Naturally I want to leave behind something wonderful that creates a perpetual image of an interesting woman of the third millennium AD. But what is there to me really, what makes me ‘me?’ I have watched documentaries about the spread of mankind around the planet, the long walk from Africa, and have often said that all people are African, but some are more African than others. Half of my genes are English and I stake a claim to those being of good Celtic stock. I feel a strong tie to this south western land of green hills, red sandstone and mellow climate, and feel that I’ve been here a long time. But I may have only arrived with the Norman Conquest, with the Vikings, or on a coach from Llandudno. My other half is from the West African Igbo tribe, but those borders were only laid down by the raiding Empires in the last few centuries. My late father, who I strongly resemble, was not the blackest of Africans and could well have descended from Arabians mixed up in Saharan territories. That would account for my love of desert.
So who do I think I am, to be able to leave something wonderful? I shall leave my genetic fingerprint and hope that it continues to walk, in a lucid gypsy manner, around the globe.
But of material things, what will remain after I perish and return to dust?
In the 70’s I had a passion for ceramics from the Troika pottery in Cornwall and have just four durable pieces. I treasure a small, white, china bell decorated with a butterfly and ‘I love you mum’ in red.
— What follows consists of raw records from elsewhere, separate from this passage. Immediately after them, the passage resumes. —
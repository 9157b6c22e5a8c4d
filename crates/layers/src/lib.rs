pub mod projection;

pub use projection::*;
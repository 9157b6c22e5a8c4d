use axum::extract::{Path as AxumPath, Query, State};
use axum::Json;
use catalog::SortOrder;
use formats::Table;
use serde::{Deserialize, Serialize};

use crate::error::ApiError;
use crate::AppState;

#[derive(Debug, Default, Deserialize)]
#[serde(rename_all = "camelCase")]
pub struct TableQuery {
    pub sort_by: Option<String>,
    pub order: Option<String>,
}

impl TableQuery {
    pub fn sort_column(&self) -> Option<&str> {
        self.sort_by.as_deref().map(str::trim).filter(|c| !c.is_empty())
    }

    pub fn sort_order(&self) -> SortOrder {
        self.order.as_deref().map(SortOrder::parse).unwrap_or_default()
    }
}

#[derive(Debug, Serialize)]
pub struct FileList {
    pub files: Vec<String>,
}

pub async fn list_dataset(
    State(state): State<AppState>,
    AxumPath(dataset): AxumPath<String>,
) -> Result<Json<FileList>, ApiError> {
    let files = state.store.list(&dataset).await?;
    Ok(Json(FileList { files }))
}

pub async fn get_table(
    State(state): State<AppState>,
    AxumPath((dataset, file)): AxumPath<(String, String)>,
    Query(query): Query<TableQuery>,
) -> Result<Json<Table>, ApiError> {
    let table = state
        .store
        .load_sorted(&dataset, &file, query.sort_column(), query.sort_order())
        .await?;
    Ok(Json(table))
}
I’d love someone to find it intact in a thousand years and try to imagine me! Sat beside the television is a near life sized Raku Siamese cat by Dillon Rudge, well known in these parts. The beauty of the Raku may be a weakness that would cause it to fracture, but perhaps a 25th century archaeology student would be given the challenge of painstakingly re-assembling it. There is a French silver frame, the picture would fade away and the glass would shatter, but the tactile design would last as would my few gold rings and silver bracelets.
I make beads from polymer clay; if it’s accurate that carrier bags will not decompose for hundreds of years, then the beads should not only survive, but turn up around the world, as a few foreign tourists have bought them. Few can say that they don’t use plastic; I for one, have thrown away countless empty bottles, from decades of buying products to ‘manage’ my difficult hair, not the legacy I wish to be best remembered for. What would a future scientist conclude from an analysis of the traces left in one of these containers?
The most permanent possession of mine that will remain, is one that I am but a transient caretaker of. It’s been around for millions of years, and unless deliberately sledge hammered, will be around for millions more. Amethyst is mentioned in Greek mythology, mine is a small geode, most likely from South America, but possibly from Africa, as things are.